O comerciante vai a julgamento e é absolvido.
Os juízes entendem que ele agiu em legítima defesa.
O comerciante não podia acreditar na solidariedade
vinda de um explorado.
O tribunal entende que, “pela regra”,
o cule mataria o comerciante e, portanto, ele não poderia acreditar na “exceção.

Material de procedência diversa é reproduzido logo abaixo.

//! Optimistic concurrency vocabulary.
//!
//! The event store is the only serialisation point for an aggregate: an append
//! at a version that is not exactly one past the current tail is rejected with
//! a [`ConcurrencyConflict`]. Processors react by reloading and retrying, up to
//! a [`RetryBound`].

use thiserror::Error;

use crate::{
    error::{ErrorCode, RecoverableType, codes},
    id::AggregateId,
};

/// Another writer got to the aggregate first.
#[derive(Debug, Clone, PartialEq, Eq, Error)]
#[error("{}", format_conflict(.aggregate_id, *.expected, *.actual))]
pub struct ConcurrencyConflict {
    pub aggregate_id: AggregateId,
    /// The tail version the writer built on (0 for a new aggregate).
    pub expected: u64,
    /// The tail version found in the store.
    pub actual: u64,
}

impl ConcurrencyConflict {
    /// The writer tried to create an aggregate that already exists.
    #[must_use]
    pub const fn is_creation(&self) -> bool {
        self.expected == 0
    }
}

impl ErrorCode for ConcurrencyConflict {
    fn error_code(&self) -> &str {
        codes::EVENT_VERSION_CONFLICT
    }

    fn recoverable(&self) -> RecoverableType {
        RecoverableType::Recoverable
    }
}

/// Build a human-readable message for a [`ConcurrencyConflict`], including an
/// actionable hint for the caller.
fn format_conflict(aggregate_id: &AggregateId, expected: u64, actual: u64) -> String {
    if expected == 0 {
        format!(
            "concurrency conflict on {aggregate_id}: expected new aggregate, found version \
             {actual} (hint: another process created this aggregate; reload and retry)"
        )
    } else {
        format!(
            "concurrency conflict on {aggregate_id}: expected version {expected}, found \
             {actual} (hint: stream was modified; reload and retry)"
        )
    }
}

/// Number of load/apply/append attempts a processor makes per command.
#[derive(Debug, Clone, Copy, PartialEq, Eq)]
pub struct RetryBound(usize);

impl RetryBound {
    pub const DEFAULT: Self = Self(3);
    pub const MAX: usize = 10;

    /// Clamp `attempts` into `1..=RetryBound::MAX`.
    #[must_use]
    pub const fn new(attempts: usize) -> Self {
        if attempts == 0 {
            Self(1)
        } else if attempts > Self::MAX {
            Self(Self::MAX)
        } else {
            Self(attempts)
        }
    }

    #[must_use]
    pub const fn attempts(self) -> usize {
        self.0
    }
}

impl Default for RetryBound {
    fn default() -> Self {
        Self::DEFAULT
    }
}
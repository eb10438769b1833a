//! Shared test domain: a bank account.

#![allow(dead_code)]

use std::sync::Arc;

use serde::{Deserialize, Serialize};
use strata::{
    Aggregate, AggregateId, AggregateMetadata, Apply, DomainError, DomainEvent, Handle,
    RaisedEvent,
};

/// Install a `tracing` subscriber once per test binary.
///
/// Controlled by `RUST_LOG`; silent by default.
pub fn init_tracing() {
    let _ = tracing_subscriber::fmt()
        .with_env_filter(tracing_subscriber::EnvFilter::from_default_env())
        .with_test_writer()
        .try_init();
}

// ============================================================================
// Aggregate
// ============================================================================

#[derive(Debug, Default, Clone, PartialEq, Eq, Serialize, Deserialize)]
pub struct Account {
    pub owner: String,
    pub balance: i64,
    pub movements: u32,
}

impl Aggregate for Account {
    type Error = DomainError;

    const CONTEXT: &'static str = "bank";
    const NAME: &'static str = "account";
}

// ============================================================================
// Events
// ============================================================================

#[derive(Debug, Clone, PartialEq, Eq, Serialize, Deserialize)]
pub struct Opened {
    pub owner: String,
}

impl DomainEvent for Opened {
    const NAME: &'static str = "account_opened";
}

#[derive(Debug, Clone, PartialEq, Eq, Serialize, Deserialize)]
pub struct Deposited {
    pub amount: i64,
}

impl DomainEvent for Deposited {
    const NAME: &'static str = "funds_deposited";
}

#[derive(Debug, Clone, PartialEq, Eq, Serialize, Deserialize)]
pub struct Withdrawn {
    pub amount: i64,
}

impl DomainEvent for Withdrawn {
    const NAME: &'static str = "funds_withdrawn";
}

#[derive(Debug, Clone, PartialEq, Eq, Serialize, Deserialize)]
pub struct Closed;

impl DomainEvent for Closed {
    const NAME: &'static str = "account_closed";
}

#[derive(Debug, Clone, PartialEq, Eq, Serialize, Deserialize)]
pub struct Reopened;

impl DomainEvent for Reopened {
    const NAME: &'static str = "account_reopened";
}

impl Apply<Opened> for Account {
    fn apply(&mut self, event: &Opened) {
        self.owner.clone_from(&event.owner);
    }
}

impl Apply<Deposited> for Account {
    fn apply(&mut self, event: &Deposited) {
        self.balance += event.amount;
        self.movements += 1;
    }
}

impl Apply<Withdrawn> for Account {
    fn apply(&mut self, event: &Withdrawn) {
        self.balance -= event.amount;
        self.movements += 1;
    }
}

// ============================================================================
// Commands
// ============================================================================

pub struct Open {
    pub owner: String,
}

pub struct Deposit(pub i64);

pub struct Withdraw(pub i64);

pub struct Close;

pub struct Reopen;

impl Handle<Open> for Account {
    fn handle(&self, command: &Open) -> Result<Vec<RaisedEvent>, Self::Error> {
        if command.owner.is_empty() {
            return Err(DomainError::bad_request("owner required"));
        }
        Ok(vec![
            Opened {
                owner: command.owner.clone(),
            }
            .into(),
        ])
    }
}

impl Handle<Deposit> for Account {
    fn handle(&self, command: &Deposit) -> Result<Vec<RaisedEvent>, Self::Error> {
        if command.0 <= 0 {
            return Err(DomainError::bad_request("amount must be positive"));
        }
        Ok(vec![Deposited { amount: command.0 }.into()])
    }
}

impl Handle<Withdraw> for Account {
    fn handle(&self, command: &Withdraw) -> Result<Vec<RaisedEvent>, Self::Error> {
        if command.0 > self.balance {
            return Err(DomainError::new("InsufficientFunds", "insufficient funds"));
        }
        Ok(vec![Withdrawn { amount: command.0 }.into()])
    }
}

impl Handle<Close> for Account {
    fn handle(&self, _: &Close) -> Result<Vec<RaisedEvent>, Self::Error> {
        let mut events: Vec<RaisedEvent> = Vec::new();
        if self.balance > 0 {
            events.push(
                Withdrawn {
                    amount: self.balance,
                }
                .into(),
            );
        }
        events.push(Closed.into());
        Ok(events)
    }
}

impl Handle<Reopen> for Account {
    fn handle(&self, _: &Reopen) -> Result<Vec<RaisedEvent>, Self::Error> {
        Ok(vec![Reopened.into()])
    }
}

pub fn metadata() -> Arc<AggregateMetadata<Account>> {
    Arc::new(
        AggregateMetadata::builder()
            .create::<Open>()
            .command::<Deposit>()
            .command::<Withdraw>()
            .command::<Close>()
            .recover::<Reopen>()
            .event::<Opened>()
            .event::<Deposited>()
            .event::<Withdrawn>()
            .deleted::<Closed>()
            .recovered::<Reopened>()
            .build(),
    )
}

pub fn account_id(id: &str) -> AggregateId {
    Account::named_aggregate().aggregate_id(id)
}

pub fn open(owner: &str) -> Open {
    Open {
        owner: owner.to_string(),
    }
}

Pergunta bem fácil de ser respondida: Dá
para trazer essa situação para os dias atuais? Em outras palavras: Como isso se
dá atualmente? Não é possível fazer uma associação com o fato, por exemplo, de muitas
pessoas, brancas, passarem para a outra calçada, quando veem um negro vindo na
direção oposta a elas? Os que seriam capazes de lhes causar algum mal seriam
a “regra” ou a “exceção”? Todas as pessoas
conseguem entender um gesto de solidariedade e altruísmo, partindo de um
subordinado para um superior, sem desconfiança de que, por trás dele, haja um
interesse, geralmente, escuso? Quantos maus policiais são absolvidos, depois de
terem abatido, a tiros, inocentes, por terem confundido um celular ou uma
ferramenta de trabalho com uma arma de fogo? “Atiraram, e mataram, em
legítima defesa”.
Querendo ou não, qualquer indivíduo com
um mínimo de consciência cidadã assimila todos os “recados” que
estão na boca dos personagens e nas entrelinhas, com um marcante teor crítico e
de acusação. Isso sem falar naqueles que “vestem a carapuça”.

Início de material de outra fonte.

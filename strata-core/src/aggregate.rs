//! Command-side domain primitives.
//!
//! This module defines the building blocks for aggregates: state reconstruction
//! (`Apply`), command handling (`Handle`), and the registration table
//! ([`AggregateMetadata`]) the processor dispatches through. Commands are
//! routed by their runtime type, events by their stored name; both tables are
//! built once, when the aggregate type is registered.

use std::{
    any::{Any, TypeId, type_name},
    collections::HashMap,
    fmt,
};

use serde::{Serialize, de::DeserializeOwned};

use crate::{
    error::ErrorCode,
    event::{DomainEvent, EventDecodeError, RaisedEvent, StoredEvent},
    id::NamedAggregate,
};

/// Command-side entities that produce domain events.
///
/// Aggregates rebuild their state from events (`Apply<E>`) and validate
/// commands via [`Handle<C>`]. State must be serialisable so it can be
/// snapshotted and published as a state event.
// ANCHOR: aggregate_trait
pub trait Aggregate:
    Default + Clone + Serialize + DeserializeOwned + Send + Sync + 'static
{
    /// Bounded context the aggregate lives in.
    const CONTEXT: &'static str;

    /// Aggregate type name, unique within its context: `"order"`,
    /// `"user-account"`, etc.
    const NAME: &'static str;

    /// Business error raised by command handlers.
    type Error: std::error::Error + ErrorCode + Send + Sync + 'static;

    #[must_use]
    fn named_aggregate() -> NamedAggregate {
        NamedAggregate::new(Self::CONTEXT, Self::NAME)
    }
}
// ANCHOR_END: aggregate_trait

/// Mutate an aggregate with a domain event.
///
/// `Apply<E>` is called while the repository rebuilds aggregate state, keeping
/// the domain logic focused on pure events rather than persistence concerns.
///
/// ```ignore
/// impl Apply<FundsDeposited> for Account {
///     fn apply(&mut self, event: &FundsDeposited) {
///         self.balance += event.amount;
///     }
/// }
/// ```
// ANCHOR: apply_trait
pub trait Apply<E> {
    fn apply(&mut self, event: &E);
}
// ANCHOR_END: apply_trait

/// Entry point for command handling.
///
/// Each command type gets its own implementation, letting the aggregate express
/// validation logic in a strongly typed way. Create commands are handled
/// against `Self::default()`.
///
/// ```ignore
/// impl Handle<DepositFunds> for Account {
///     fn handle(&self, command: &DepositFunds) -> Result<Vec<RaisedEvent>, Self::Error> {
///         if command.amount <= 0 {
///             return Err(DomainError::bad_request("amount must be positive"));
///         }
///         Ok(vec![FundsDeposited { amount: command.amount }.into()])
///     }
/// }
/// ```
// ANCHOR: handle_trait
pub trait Handle<C>: Aggregate {
    /// Handle a command and produce events.
    ///
    /// # Errors
    ///
    /// Returns `Self::Error` if the command is invalid for the current
    /// aggregate state.
    fn handle(&self, command: &C) -> Result<Vec<RaisedEvent>, Self::Error>;
}
// ANCHOR_END: handle_trait

/// How a registered command relates to the aggregate lifecycle.
#[derive(Clone, Copy, Debug, PartialEq, Eq)]
pub enum CommandKind {
    /// Only valid against an aggregate that does not exist yet.
    Create,
    /// Valid against an existing, non-deleted aggregate.
    Change,
    /// Valid against a deleted aggregate.
    Recover,
}

/// How a registered event affects the lifecycle flags.
#[derive(Clone, Copy, Debug, PartialEq, Eq)]
pub enum EventKind {
    Regular,
    Deleted,
    Recovered,
}

type CommandFn<A> = Box<
    dyn Fn(&A, &(dyn Any + Send + Sync)) -> Option<Result<Vec<RaisedEvent>, <A as Aggregate>::Error>>
        + Send
        + Sync,
>;

type ApplyFn<A> = Box<dyn Fn(&mut A, &StoredEvent) -> Result<(), EventDecodeError> + Send + Sync>;

/// A command handler looked up by command type.
pub struct CommandRoute<A: Aggregate> {
    kind: CommandKind,
    name: &'static str,
    handle: CommandFn<A>,
}

impl<A: Aggregate> CommandRoute<A> {
    #[must_use]
    pub const fn kind(&self) -> CommandKind {
        self.kind
    }

    /// Rust type name of the command.
    #[must_use]
    pub const fn name(&self) -> &'static str {
        self.name
    }

    /// Invoke the handler. `None` if `body` is not the registered type.
    pub fn handle(
        &self,
        state: &A,
        body: &(dyn Any + Send + Sync),
    ) -> Option<Result<Vec<RaisedEvent>, A::Error>> {
        (self.handle)(state, body)
    }
}

/// An apply function looked up by event name.
pub struct EventRoute<A: Aggregate> {
    kind: EventKind,
    apply: ApplyFn<A>,
}

impl<A: Aggregate> EventRoute<A> {
    #[must_use]
    pub const fn kind(&self) -> EventKind {
        self.kind
    }

    /// Decode `event` and fold it into `state`.
    ///
    /// # Errors
    ///
    /// Returns [`EventDecodeError`] when the stored body does not match the
    /// registered event type.
    pub fn apply(&self, state: &mut A, event: &StoredEvent) -> Result<(), EventDecodeError> {
        (self.apply)(state, event)
    }
}

/// Registration table of an aggregate type.
///
/// Built once and shared (behind an `Arc`) by the repository, processor and
/// snapshotter of the aggregate.
///
/// ```ignore
/// let metadata = AggregateMetadata::<Order>::builder()
///     .create::<CreateOrder>()
///     .command::<AddItem>()
///     .event::<OrderCreated>()
///     .event::<ItemAdded>()
///     .build();
/// ```
pub struct AggregateMetadata<A: Aggregate> {
    named_aggregate: NamedAggregate,
    commands: HashMap<TypeId, CommandRoute<A>>,
    events: HashMap<&'static str, EventRoute<A>>,
}

impl<A: Aggregate> AggregateMetadata<A> {
    #[must_use]
    pub fn builder() -> AggregateMetadataBuilder<A> {
        AggregateMetadataBuilder {
            metadata: Self {
                named_aggregate: A::named_aggregate(),
                commands: HashMap::new(),
                events: HashMap::new(),
            },
        }
    }

    #[must_use]
    pub const fn named_aggregate(&self) -> &NamedAggregate {
        &self.named_aggregate
    }

    /// Route for a command body of the given runtime type.
    #[must_use]
    pub fn command_route(&self, type_id: TypeId) -> Option<&CommandRoute<A>> {
        self.commands.get(&type_id)
    }

    /// Route for a stored event name.
    #[must_use]
    pub fn event_route(&self, name: &str) -> Option<&EventRoute<A>> {
        self.events.get(name)
    }

    /// Whether `C` is registered as a create command.
    #[must_use]
    pub fn is_create<C: Any>(&self) -> bool {
        self.command_route(TypeId::of::<C>())
            .is_some_and(|route| route.kind == CommandKind::Create)
    }

    /// Registered event names.
    pub fn event_names(&self) -> impl Iterator<Item = &'static str> + '_ {
        self.events.keys().copied()
    }
}

impl<A: Aggregate> fmt::Debug for AggregateMetadata<A> {
    fn fmt(&self, f: &mut fmt::Formatter<'_>) -> fmt::Result {
        let mut commands: Vec<_> = self.commands.values().map(|c| (c.name, c.kind)).collect();
        commands.sort_unstable_by_key(|(name, _)| *name);
        let mut events: Vec<_> = self.events.iter().map(|(n, e)| (*n, e.kind)).collect();
        events.sort_unstable_by_key(|(name, _)| *name);
        f.debug_struct("AggregateMetadata")
            .field("named_aggregate", &self.named_aggregate)
            .field("commands", &commands)
            .field("events", &events)
            .finish()
    }
}

/// Builder returned by [`AggregateMetadata::builder`].
pub struct AggregateMetadataBuilder<A: Aggregate> {
    metadata: AggregateMetadata<A>,
}

impl<A: Aggregate> AggregateMetadataBuilder<A> {
    fn with_command<C>(mut self, kind: CommandKind) -> Self
    where
        A: Handle<C>,
        C: Send + Sync + 'static,
    {
        let handle: CommandFn<A> = Box::new(|state: &A, body: &(dyn Any + Send + Sync)| {
            body.downcast_ref::<C>().map(|command| state.handle(command))
        });
        self.metadata.commands.insert(
            TypeId::of::<C>(),
            CommandRoute {
                kind,
                name: type_name::<C>(),
                handle,
            },
        );
        self
    }

    /// Register a command that creates the aggregate.
    #[must_use]
    pub fn create<C>(self) -> Self
    where
        A: Handle<C>,
        C: Send + Sync + 'static,
    {
        self.with_command::<C>(CommandKind::Create)
    }

    /// Register a command against an existing aggregate.
    #[must_use]
    pub fn command<C>(self) -> Self
    where
        A: Handle<C>,
        C: Send + Sync + 'static,
    {
        self.with_command::<C>(CommandKind::Change)
    }

    /// Register a command that may run against a deleted aggregate.
    #[must_use]
    pub fn recover<C>(self) -> Self
    where
        A: Handle<C>,
        C: Send + Sync + 'static,
    {
        self.with_command::<C>(CommandKind::Recover)
    }

    /// Register an event folded with [`Apply<E>`].
    #[must_use]
    pub fn event<E>(mut self) -> Self
    where
        A: Apply<E>,
        E: DomainEvent,
    {
        let apply: ApplyFn<A> = Box::new(|state: &mut A, stored: &StoredEvent| {
            let event = stored.decode::<E>()?;
            state.apply(&event);
            Ok(())
        });
        self.metadata.events.insert(
            E::NAME,
            EventRoute {
                kind: EventKind::Regular,
                apply,
            },
        );
        self
    }

    fn with_lifecycle_event<E: DomainEvent>(mut self, kind: EventKind) -> Self {
        let apply: ApplyFn<A> = Box::new(|_: &mut A, stored: &StoredEvent| {
            stored.decode::<E>().map(drop)
        });
        self.metadata
            .events
            .insert(E::NAME, EventRoute { kind, apply });
        self
    }

    /// Register an event that marks the aggregate deleted. State is left
    /// untouched.
    #[must_use]
    pub fn deleted<E: DomainEvent>(self) -> Self {
        self.with_lifecycle_event::<E>(EventKind::Deleted)
    }

    /// Register an event that clears the deleted flag.
    #[must_use]
    pub fn recovered<E: DomainEvent>(self) -> Self {
        self.with_lifecycle_event::<E>(EventKind::Recovered)
    }

    #[must_use]
    pub fn build(self) -> AggregateMetadata<A> {
        tracing::debug!(
            aggregate = %self.metadata.named_aggregate,
            commands = self.metadata.commands.len(),
            events = self.metadata.events.len(),
            "aggregate registered"
        );
        self.metadata
    }
}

Assistir a uma montagem da “COMPANHIA
ENSAIO ABERTO” é sempre uma experiência única, agradável e enriquecedora,
mesmo que se assista ao espetáculo mais de uma vez, como já me ocorreu. Tudo é
feito com muito esmero e profissionalismo, o que nem sempre encontramos por aí.

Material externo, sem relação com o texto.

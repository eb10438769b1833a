//! Request de-duplication in front of the command bus.
//!
//! The event store rejects a request id it has already appended, but only
//! after the command has been loaded and handled. An [`IdempotencyChecker`]
//! turns most duplicates away at the gateway instead. The Bloom filter used
//! here has no false negatives within one TTL window and a bounded rate of
//! false positives, so a fresh request is occasionally refused as a
//! duplicate; the event store remains the authority.

use std::{
    collections::HashMap,
    fmt,
    hash::{DefaultHasher, Hash, Hasher},
    sync::{Arc, Mutex},
    time::Duration,
};

use tokio::time::Instant;

use crate::{config::IdempotencyConfig, id::NamedAggregate};

/// Remembers request ids.
pub trait IdempotencyChecker: Send + Sync + 'static {
    /// Record `request_id`. `true` if it was not seen before, `false` for a
    /// (probable) duplicate.
    fn check(&self, request_id: &str) -> bool;
}

/// Accepts every request.
#[derive(Clone, Copy, Debug, Default)]
pub struct NoopIdempotencyChecker;

impl IdempotencyChecker for NoopIdempotencyChecker {
    fn check(&self, _: &str) -> bool {
        true
    }
}

struct BloomFilter {
    bits: Vec<u64>,
    num_bits: u64,
    num_hashes: u32,
}

impl BloomFilter {
    /// Standard sizing: `m = -n ln p / ln² 2` bits and `k = m/n ln 2` hashes.
    #[allow(
        clippy::cast_possible_truncation,
        clippy::cast_precision_loss,
        clippy::cast_sign_loss
    )]
    fn with_rate(expected_insertions: usize, false_positive_rate: f64) -> Self {
        let n = expected_insertions.max(1) as f64;
        let p = false_positive_rate.clamp(f64::MIN_POSITIVE, 0.5);
        let ln2 = std::f64::consts::LN_2;
        let num_bits = (-n * p.ln() / (ln2 * ln2)).ceil().max(64.0) as u64;
        let num_hashes = ((num_bits as f64 / n) * ln2).round().clamp(1.0, 32.0) as u32;
        let words = usize::try_from(num_bits.div_ceil(64)).unwrap_or(usize::MAX);
        Self {
            bits: vec![0; words],
            num_bits,
            num_hashes,
        }
    }

    fn hashes(item: &str) -> (u64, u64) {
        let hash = |seed: u8| {
            let mut hasher = DefaultHasher::new();
            seed.hash(&mut hasher);
            item.hash(&mut hasher);
            hasher.finish()
        };
        (hash(0), hash(1) | 1)
    }

    /// Insert `item`; `true` if it was definitely absent.
    #[allow(clippy::cast_possible_truncation)]
    fn insert(&mut self, item: &str) -> bool {
        let (h1, h2) = Self::hashes(item);
        let mut absent = false;
        for i in 0..u64::from(self.num_hashes) {
            let bit = h1.wrapping_add(i.wrapping_mul(h2)) % self.num_bits;
            let (word, mask) = ((bit / 64) as usize, 1_u64 << (bit % 64));
            if self.bits[word] & mask == 0 {
                absent = true;
                self.bits[word] |= mask;
            }
        }
        absent
    }

    fn clear(&mut self) {
        self.bits.fill(0);
    }
}

struct Window {
    filter: BloomFilter,
    reset_at: Instant,
}

/// Bloom-filter checker that forgets everything every `ttl`.
pub struct BloomFilterIdempotencyChecker {
    ttl: Duration,
    window: Mutex<Window>,
}

impl BloomFilterIdempotencyChecker {
    #[must_use]
    pub fn new(ttl: Duration, expected_insertions: usize, false_positive_rate: f64) -> Self {
        let filter = BloomFilter::with_rate(expected_insertions, false_positive_rate);
        tracing::debug!(
            ttl = ?ttl,
            bits = filter.num_bits,
            hashes = filter.num_hashes,
            "idempotency filter sized"
        );
        Self {
            ttl,
            window: Mutex::new(Window {
                filter,
                reset_at: Instant::now() + ttl,
            }),
        }
    }

    #[must_use]
    pub fn from_config(config: &IdempotencyConfig) -> Self {
        Self::new(
            config.ttl(),
            config.expected_insertions,
            config.false_positive_rate,
        )
    }
}

impl IdempotencyChecker for BloomFilterIdempotencyChecker {
    fn check(&self, request_id: &str) -> bool {
        let mut window = self.window.lock().expect("idempotency filter poisoned");
        let now = Instant::now();
        if now >= window.reset_at {
            tracing::trace!("idempotency window elapsed, resetting filter");
            window.filter.clear();
            window.reset_at = now + self.ttl;
        }
        window.filter.insert(request_id)
    }
}

impl fmt::Debug for BloomFilterIdempotencyChecker {
    fn fmt(&self, f: &mut fmt::Formatter<'_>) -> fmt::Result {
        f.debug_struct("BloomFilterIdempotencyChecker")
            .field("ttl", &self.ttl)
            .finish_non_exhaustive()
    }
}

/// One checker per aggregate type, created on first use.
#[derive(Clone)]
pub struct IdempotencyCheckers {
    config: Option<IdempotencyConfig>,
    checkers: Arc<Mutex<HashMap<NamedAggregate, Arc<dyn IdempotencyChecker>>>>,
}

impl IdempotencyCheckers {
    /// Bloom-filter checkers sized by `config`.
    #[must_use]
    pub fn new(config: IdempotencyConfig) -> Self {
        Self {
            config: Some(config),
            checkers: Arc::default(),
        }
    }

    /// Accept every request unless a checker is set explicitly.
    #[must_use]
    pub fn disabled() -> Self {
        Self {
            config: None,
            checkers: Arc::default(),
        }
    }

    /// Use `checker` for `named_aggregate`.
    #[must_use]
    pub fn with_checker(self, named_aggregate: NamedAggregate, checker: impl IdempotencyChecker) -> Self {
        self.checkers
            .lock()
            .expect("idempotency checkers poisoned")
            .insert(named_aggregate, Arc::new(checker));
        self
    }

    #[must_use]
    pub fn checker(&self, named_aggregate: &NamedAggregate) -> Arc<dyn IdempotencyChecker> {
        let mut checkers = self.checkers.lock().expect("idempotency checkers poisoned");
        if let Some(checker) = checkers.get(named_aggregate) {
            return Arc::clone(checker);
        }
        let checker: Arc<dyn IdempotencyChecker> = match &self.config {
            Some(config) => Arc::new(BloomFilterIdempotencyChecker::from_config(config)),
            None => Arc::new(NoopIdempotencyChecker),
        };
        checkers.insert(named_aggregate.clone(), Arc::clone(&checker));
        checker
    }
}

impl Default for IdempotencyCheckers {
    fn default() -> Self {
        Self::new(IdempotencyConfig::default())
    }
}

impl fmt::Debug for IdempotencyCheckers {
    fn fmt(&self, f: &mut fmt::Formatter<'_>) -> fmt::Result {
        f.debug_struct("IdempotencyCheckers")
            .field("config", &self.config)
            .finish_non_exhaustive()
    }
}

LUIZ LOBO é conhecido por seu notável empenho pela perfeição. O que pode
parecer exagero, para alguns, recebe, de minha parte, todos os aplausos, visto
que, almejar o melhor nunca foi, nem será, um defeito. Essa quase obstinação pelo
“perfeito” é passada aos seus pares e, todos, unindo forças, nos
oferecem espetáculos da melhor qualidade.
Todos os elogios que eu fizer sobre os
elementos de criação do espetáculo são redundantes, visto que não consigo
enxergar nenhuma mácula em nenhum deles, mas não posso deixar de fazê-los.
Sou um declarado admirador do trabalho
de J. C. SERRONI, na parte cenográfica. Os cenários que saem da
criatividade de SERRONI, para os espetáculos da “ENSAIO ABERTO”,
estão sempre de acordo com as grandes proporções do espaço físico em que as peças
são encenadas. São cenários de grandes proporções, trazendo, sempre, atrelados
a eles, o movimento, para as transformações de um espaço em outro. Nesta obra,
um grande praticável, “fatiado” em oito partes, permite que elas sejam içadas, total ou parcialmente, pelo próprio elenco, como
se fossem pontes levadiças sobre o fosso de um castelo medieval, o que gera
bastante dinamismo e surpresas. Há, também, uma geringonça a qual permite que um ator seja erguido, num balaço, e que uma atriz faça um voo.
Os muitos figurinos, criados por BETH
FILIPECKI e RENALDO MACHADO, são de “deixar nossos queixos
caídos”, por sua indescritível beleza e preciosidade de detalhes. Para
se ter uma ideia disso, os tecidos foram tingidos com corantes naturais,
trazidos de Marrocos, assim como de lá também vieram vários acessórios que
ajudam a compor as vestes dos personagens. Os sapatos são verdadeiras joias, confeccionados
manualmente, por um dos atores do grupo.
CESAR RAMIRES criou um desenho de
luz que nos encanta, pela variedade de cores, combinação delas e movimentos que
as mudanças de iluminação criam. Do ponto de vista plástico, o resultado é
deslumbrante.
Para intercalar algumas cenas ou
servindo de fundo musical, há uma bela trilha sonora original, composta por FELIPE
RADICETTI, que também se encarrega da correta direção musical do
espetáculo. Poucas dessas canções, ou trechos delas, são interpretadas “a
capella”; na maioria dos números musicais, quem canta é acompanhado(a)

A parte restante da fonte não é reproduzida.